Brief Funct Genomics. 2011 May;10(3):135-50. doi: 10.1093/bfgp/elr005. Epub 2011 Mar 9.
This review focuses on tools for studying a cell's transcriptome, the collection of all RNA transcripts produced at a specific time, and the tools available for determining how these changes in gene expression relate to the functional changes in an organism. While the microarray-based (analog) gene-expression profiling technology has dominated the 'omics' era, Next-Generation Sequencing based gene-expression profiling (RNA-Seq) is likely to replace this analog technology in the future. RNA-Seq shows much promise for transcriptomic studies as the genes of interest do not have to be known a priori, new classes of RNA, SNPs and alternative splice variants can be detected, and it is also theoretically possible to detect transcripts from all biologically relevant abundance classes. However, the technology also brings with it new issues to resolve: the specific technical properties of RNA-Seq data differ to those of analog data, leading to novel systematic biases which must be accounted for when analysing this type of data. Additionally, multireads and splice junctions can cause problems when mapping the sequences back to a genome, and concepts such as cloud computing may be required because of the massive amounts of data generated.

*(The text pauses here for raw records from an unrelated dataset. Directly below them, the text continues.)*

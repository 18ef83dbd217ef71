//! Input normalization applied before annotation.
//!
//! - Leading BOM removal
//! - CRLF / CR line endings to LF
//! - Unicode NFC normalization, so a kana written with a combining voicing
//!   mark (`か` + U+3099) matches the furigana class as `が`

use unicode_normalization::UnicodeNormalization;

/// Normalize raw source text.
pub fn normalize_input(input: &str) -> String {
    let text = input.strip_prefix('\u{FEFF}').unwrap_or(input);
    let mut result = String::with_capacity(text.len());
    let mut chars = text.nfc().peekable();

    while let Some(c) = chars.next() {
        if c == '\r' {
            if chars.peek() == Some(&'\n') {
                chars.next();
            }
            result.push('\n');
            continue;
        }
        result.push(c);
    }

    result
}
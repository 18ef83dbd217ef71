//! Stage 1: fuse furigana that was pushed onto the line after its kanji.

use super::{KANA_CLASS, KANJI_CLASS};
use log::debug;
use regex::Regex;
use std::sync::LazyLock;

/// A kanji at the end of a line, then a parenthesized kana run opening the next line.
static RE_SPLIT_FURIGANA: LazyLock<Regex> = LazyLock::new(|| {
    Regex::new(&format!(
        r"([{KANJI_CLASS}])\n[（(]([{KANA_CLASS}]+)[）)]"
    ))
    .unwrap()
});

/// Rejoins `思\n（おも）` into `思（おも）`.
///
/// The line break is dropped and the reading is re-emitted in full-width
/// parentheses whatever bracket style the input used. Text after the closing
/// parenthesis stays where it is.
pub fn join_split_furigana(input: &str) -> String {
    let joined = RE_SPLIT_FURIGANA.find_iter(input).count();
    if joined == 0 {
        return input.to_string();
    }

    debug!("line join: fused {} split furigana", joined);
    RE_SPLIT_FURIGANA
        .replace_all(input, "${1}（${2}）")
        .into_owned()
}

这篇综述重点介绍了研究细胞转录组的工具,即特定时间产生的所有 RNA 转录本的集合,以及用于确定这些基因表达变化与生物体功能变化之间关系的工具。虽然基于微阵列的(模拟)基因表达谱分析技术在“组学”时代占据主导地位,但基于下一代测序的基因表达谱分析(RNA-Seq)可能会在未来取代这种模拟技术。RNA-Seq 为转录组学研究带来了很大的希望,因为不需要事先知道感兴趣的基因,新的 RNA 类别、SNP 和可变剪接变体都可以被检测到,而且从所有具有生物学相关性的丰度类别中检测转录本在理论上也是可能的。然而,该技术也带来了需要解决的新问题:RNA-Seq 数据的特定技术特性与模拟数据不同,导致在分析这种类型的数据时必须考虑到新的系统偏差。此外,多读取和剪接接头在将序列映射回基因组时可能会引起问题,并且由于生成的大量数据,可能需要云计算等概念。